"Hening mau apa?" Yuni bertanya yang diakhiri suara ketukan buku pada meja. Dia tidak pernah lupa merapikan meja di jam istirahat. Berbeda dengan Hening yang semua buku asal dimasukkan ke dalam kolong meja.
Dari mejanya, Hening menyahut, "Es coklat sama risol mayo dua."
Uang dari saku ditarik. Gema menerima dua lembar uang lima ribu. Hening kembali menelungkupkan kepala. Semetara dari arah pintu, Yuni melambaikan tangan pada Gema. Dengan bahasa isyarat, ia meminta cowok itu untuk bergegas. Hening melanjut tidur.

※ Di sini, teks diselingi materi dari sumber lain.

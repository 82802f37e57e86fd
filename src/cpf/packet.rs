use super::item::{CpfItem, CpfItemType};
use crate::codec::{Deserializable, ReadExt, Reader, Serializable, WriteExt, Writer};
use crate::error::{EipError, Result};

/// Common Packet Format packet: an item count followed by the items.
///
/// Item order is significant; address item first, data item second.
#[derive(Debug, Clone, Default, PartialEq, Eq)]
pub struct CpfPacket<'a> {
    pub items: Vec<CpfItem<'a>>,
}

impl<'a> CpfPacket<'a> {
    pub fn new() -> Self {
        CpfPacket { items: Vec::new() }
    }

    pub fn with_items(items: Vec<CpfItem<'a>>) -> Self {
        CpfPacket { items }
    }

    pub fn push(&mut self, item: CpfItem<'a>) {
        self.items.push(item);
    }

    pub fn item_count(&self) -> usize {
        self.items.len()
    }

    /// First item of the given type.
    pub fn find(&self, item_type: CpfItemType) -> Option<&CpfItem<'a>> {
        self.items.iter().find(|item| item.item_type == item_type)
    }

    pub fn into_owned(self) -> CpfPacket<'static> {
        CpfPacket { items: self.items.into_iter().map(CpfItem::into_owned).collect() }
    }
}

impl Serializable for CpfPacket<'_> {
    fn length(&self) -> usize {
        2 + self.items.iter().map(|item| item.length()).sum::<usize>()
    }

    fn serialize(&self, writer: &mut dyn Writer) -> Result<()> {
        let count = u16::try_from(self.items.len())
            .map_err(|_| EipError::length(format!("{} CPF items exceed 65535", self.items.len())))?;
        writer.write(count)?;
        for item in &self.items {
            item.serialize(writer)?;
        }
        Ok(())
    }
}

impl<'a> Deserializable<'a> for CpfPacket<'a> {
    /// The item count alone bounds the loop. Preallocation is capped by
    /// what the reader can still hold, since the count comes off the wire.
    fn deserialize(reader: &mut dyn Reader<'a>) -> Result<Self> {
        let count = reader.read::<u16>()?;
        let room = reader.remaining().map_or(0, |r| r / CpfItem::HEADER_LENGTH);
        let mut items = Vec::with_capacity(usize::from(count).min(room));
        for _ in 0..count {
            items.push(CpfItem::deserialize(reader)?);
        }
        Ok(CpfPacket { items })
    }
}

Tidak ingat sudah hari keberapa sejak mereka dekat. Dekat dalam artian Hening tidak perlu ragu untuk menitip jajanan kantin pada Gema. Yuni juga belajar bahasa isyarat sedikit-sedikit. Mereka berdua biasa menjelajahi seisi kantin. Sebutan gaulnya partner in crime.
Abu-abunya sudah tak sepolos dahulu kala. Berawal dari titik penuh warna milik Yuni. Lalu sekarang ditemani warna-warna semu Gema. Tidak pernah terlintas dalam kepala untuk menjadi akrab dengan Yuni, apalagi Gema. Mereka yang membantunya lupa dengan segala lika-liku masalah rumah. Membuat Hening abai dengan pacar simpanan Papa, atau Mama yang selalu bergelut dengan pekerjaan.
Dari arah kanan, sayup-sayup Hening mendengar pembicaraan sekelompok perempuan. Mereka tidak berbisik, maupun berteriak. Namun cukup untuk dapat didengar Hening. Semula membahas lomba, serta festival olahraga sekolah yang sebentar lagi akan diadakan. Hening mendadak ingat hal itu. Tahun lalu ia tidak menghadiri sama sekali.
Telinga agak tergelitik saat nama Gema disebut. Hening hampir lompat dari tempat duduknya ketika namanya sendiri turut menjadi bahan pembicaraan.
Tidakkah mereka sadar objek pembicaraan mereka ada di dekat sini?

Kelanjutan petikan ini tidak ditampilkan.